<<<<

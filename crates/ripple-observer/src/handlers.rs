//! REST API endpoint handlers for the Observer server.
//!
//! All handlers read from the in-memory [`SimulationSnapshot`] via the
//! shared [`AppState`].
//!
//! # Endpoints
//!
//! | Method | Path | Description |
//! |--------|------|-------------|
//! | `GET` | `/` | Minimal HTML status page |
//! | `GET` | `/api/graph` | Nodes and links, optionally for one community |
//! | `GET` | `/api/graph/nodes/{id}` | Single node with neighbour ids |
//! | `GET` | `/api/activation` | Active and blinking ids, phase, tick |
//! | `GET` | `/api/communities` | Definitions, persona counts, filter |
//! | `GET` | `/api/stats` | Connectivity summary and run statistics |
//!
//! [`SimulationSnapshot`]: crate::state::SimulationSnapshot

use std::collections::HashSet;
use std::sync::Arc;

use axum::Json;
use axum::extract::{Path, Query, State};
use axum::response::{Html, IntoResponse};
use ripple_types::{Link, Node};

use crate::error::ObserverError;
use crate::state::AppState;

// ---------------------------------------------------------------------------
// Query parameter structs
// ---------------------------------------------------------------------------

/// Query parameters for the `GET /api/graph` endpoint.
#[derive(Debug, serde::Deserialize)]
pub struct GraphQuery {
    /// Only return nodes of this community, and links between them.
    pub community: Option<String>,
}

// ---------------------------------------------------------------------------
// GET / -- minimal HTML status page
// ---------------------------------------------------------------------------

/// Serve a minimal HTML page showing network status and API links.
pub async fn index(State(state): State<Arc<AppState>>) -> impl IntoResponse {
    let snapshot = state.snapshot.read().await;
    let revision = snapshot.graph_revision;
    let nodes = snapshot.graph.node_count();
    let links = snapshot.graph.link_count();
    let components = snapshot.components.component_count;
    let tick = snapshot.tick;
    let phase = snapshot.activation.phase;
    let active = snapshot.activation.active_count();
    let run = snapshot
        .run_id
        .map_or_else(|| String::from("idle"), |id| id.to_string());
    let filter = snapshot.filter.selectors().join(", ");

    Html(format!(
        r#"<!DOCTYPE html>
<html lang="en">
<head>
    <meta charset="utf-8">
    <title>Ripple Observer</title>
    <style>
        body {{
            background: #101418;
            color: #d0d7de;
            font-family: 'Fira Code', 'Consolas', monospace;
            padding: 2rem;
            max-width: 860px;
            margin: 0 auto;
        }}
        h1 {{ color: #f1c40f; margin-bottom: 0.25rem; }}
        .subtitle {{ color: #8b949e; margin-top: 0; }}
        .metric {{
            display: inline-block;
            background: #161b22;
            border: 1px solid #30363d;
            border-radius: 6px;
            padding: 1rem 1.5rem;
            margin: 0.5rem 0.5rem 0.5rem 0;
            min-width: 110px;
        }}
        .metric .label {{ color: #8b949e; font-size: 0.85rem; }}
        .metric .value {{ color: #f1c40f; font-size: 1.5rem; font-weight: bold; }}
        a {{ color: #58a6ff; text-decoration: none; }}
        ul {{ list-style: none; padding: 0; }}
        li {{ padding: 0.3rem 0; }}
        hr {{ border: none; border-top: 1px solid #30363d; margin: 1.5rem 0; }}
    </style>
</head>
<body>
    <h1>Ripple Observer</h1>
    <p class="subtitle">Persona network activation monitor</p>

    <p>Run: <code>{run}</code> &middot; Filter: <code>{filter}</code></p>

    <div>
        <div class="metric"><div class="label">Revision</div><div class="value">{revision}</div></div>
        <div class="metric"><div class="label">Nodes</div><div class="value">{nodes}</div></div>
        <div class="metric"><div class="label">Links</div><div class="value">{links}</div></div>
        <div class="metric"><div class="label">Components</div><div class="value">{components}</div></div>
        <div class="metric"><div class="label">Tick</div><div class="value">{tick}</div></div>
        <div class="metric"><div class="label">Phase</div><div class="value">{phase}</div></div>
        <div class="metric"><div class="label">Active</div><div class="value">{active}</div></div>
    </div>

    <hr>

    <h2>API Endpoints</h2>
    <ul>
        <li>GET <a href="/api/graph">/api/graph</a> -- Nodes and links (?community=ID)</li>
        <li>GET /api/graph/nodes/{{id}} -- Single node with neighbours</li>
        <li>GET <a href="/api/activation">/api/activation</a> -- Active and blinking nodes</li>
        <li>GET <a href="/api/communities">/api/communities</a> -- Communities and filter</li>
        <li>GET <a href="/api/stats">/api/stats</a> -- Connectivity and run statistics</li>
        <li>GET <a href="/api/operator/status">/api/operator/status</a> -- Runner status</li>
        <li>WS <code>/ws/ticks</code> -- Live tick stream</li>
    </ul>
</body>
</html>"#
    ))
}

// ---------------------------------------------------------------------------
// GET /api/graph -- nodes and links
// ---------------------------------------------------------------------------

/// Return the current graph.
///
/// # Query Parameters
///
/// - `community`: only nodes of this community and the links between
///   them. Unknown ids are rejected with 400.
pub async fn get_graph(
    State(state): State<Arc<AppState>>,
    Query(params): Query<GraphQuery>,
) -> Result<impl IntoResponse, ObserverError> {
    let snapshot = state.snapshot.read().await;
    let graph = &snapshot.graph;

    let (nodes, links): (Vec<&Node>, Vec<&Link>) = match params.community.as_deref() {
        None => (graph.nodes.iter().collect(), graph.links.iter().collect()),
        Some(community) => {
            if !snapshot.has_community(community) {
                return Err(ObserverError::InvalidRequest(format!(
                    "unknown community: {community}"
                )));
            }
            let nodes: Vec<&Node> = graph
                .nodes
                .iter()
                .filter(|n| n.community_id.as_str() == community)
                .collect();
            let ids: HashSet<&str> = nodes.iter().map(|n| n.id.as_str()).collect();
            let links = graph
                .links
                .iter()
                .filter(|l| ids.contains(l.source.as_str()) && ids.contains(l.target.as_str()))
                .collect();
            (nodes, links)
        }
    };

    Ok(Json(serde_json::json!({
        "revision": snapshot.graph_revision,
        "filter": snapshot.filter.selectors(),
        "node_count": nodes.len(),
        "link_count": links.len(),
        "nodes": nodes,
        "links": links,
    })))
}

// ---------------------------------------------------------------------------
// GET /api/graph/nodes/{id} -- single node
// ---------------------------------------------------------------------------

/// Return one node with its neighbour ids and activation flags.
pub async fn get_node(
    State(state): State<Arc<AppState>>,
    Path(id): Path<String>,
) -> Result<impl IntoResponse, ObserverError> {
    let snapshot = state.snapshot.read().await;

    let node = snapshot
        .graph
        .node(&id)
        .ok_or_else(|| ObserverError::NotFound(format!("node {id}")))?;
    let neighbours = snapshot.adjacency.neighbours_of(&id).unwrap_or_default();

    Ok(Json(serde_json::json!({
        "node": node,
        "degree": neighbours.len(),
        "neighbours": neighbours,
        "active": snapshot.activation.is_active(&id),
        "blinking": snapshot.activation.is_blinking(&id),
    })))
}

// ---------------------------------------------------------------------------
// GET /api/activation -- activation state
// ---------------------------------------------------------------------------

/// Return the activation state of the active (or last) run.
pub async fn get_activation(
    State(state): State<Arc<AppState>>,
) -> Result<impl IntoResponse, ObserverError> {
    let snapshot = state.snapshot.read().await;
    let activation = &snapshot.activation;

    Ok(Json(serde_json::json!({
        "run_id": snapshot.run_id,
        "graph_revision": snapshot.graph_revision,
        "tick": snapshot.tick,
        "phase": activation.phase,
        "active_count": activation.active_count(),
        "node_count": snapshot.graph.node_count(),
        "fraction": snapshot.fraction(),
        "active_ids": activation.active_ids,
        "blinking_ids": activation.blinking_ids,
    })))
}

// ---------------------------------------------------------------------------
// GET /api/communities -- community list
// ---------------------------------------------------------------------------

/// List configured communities with persona and node counts and whether
/// each passes the active filter.
pub async fn list_communities(
    State(state): State<Arc<AppState>>,
) -> Result<impl IntoResponse, ObserverError> {
    let snapshot = state.snapshot.read().await;

    let communities: Vec<serde_json::Value> = snapshot
        .communities
        .iter()
        .map(|c| {
            let node_count = snapshot
                .graph
                .nodes
                .iter()
                .filter(|n| n.community_id == c.id)
                .count();
            serde_json::json!({
                "id": c.id,
                "display_name": c.display_name,
                "color": c.color,
                "base_size": c.base_size,
                "persona_count": snapshot.persona_counts.get(&c.id).copied().unwrap_or(0),
                "node_count": node_count,
                "selected": snapshot.filter.matches(&c.id),
            })
        })
        .collect();

    Ok(Json(serde_json::json!({
        "count": communities.len(),
        "filter": snapshot.filter.selectors(),
        "communities": communities,
    })))
}

// ---------------------------------------------------------------------------
// GET /api/stats -- connectivity and run statistics
// ---------------------------------------------------------------------------

/// Return the connectivity summary of the current graph and the last run
/// report.
pub async fn get_stats(
    State(state): State<Arc<AppState>>,
) -> Result<impl IntoResponse, ObserverError> {
    let snapshot = state.snapshot.read().await;

    Ok(Json(serde_json::json!({
        "graph_revision": snapshot.graph_revision,
        "components": snapshot.components,
        "connected": snapshot.components.is_connected(),
        "runs_ended": snapshot.runs_ended,
        "last_report": serde_json::to_value(&snapshot.last_report)?,
        "updated_at": snapshot.updated_at,
    })))
}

>>>>

__YOUR OBJECTIVE__
Exact reproduction is required. Give the lines of the data from its first line through the line containing "phase, tick |", and no others.

__TASK RESULT__
filename crates/ripple-observer/src/handlers.rs
//! REST API endpoint handlers for the Observer server.
//!
//! All handlers read from the in-memory [`SimulationSnapshot`] via the
//! shared [`AppState`].
//!
//! # Endpoints
//!
//! | Method | Path | Description |
//! |--------|------|-------------|
//! | `GET` | `/` | Minimal HTML status page |
//! | `GET` | `/api/graph` | Nodes and links, optionally for one community |
//! | `GET` | `/api/graph/nodes/{id}` | Single node with neighbour ids |
//! | `GET` | `/api/activation` | Active and blinking ids, phase, tick |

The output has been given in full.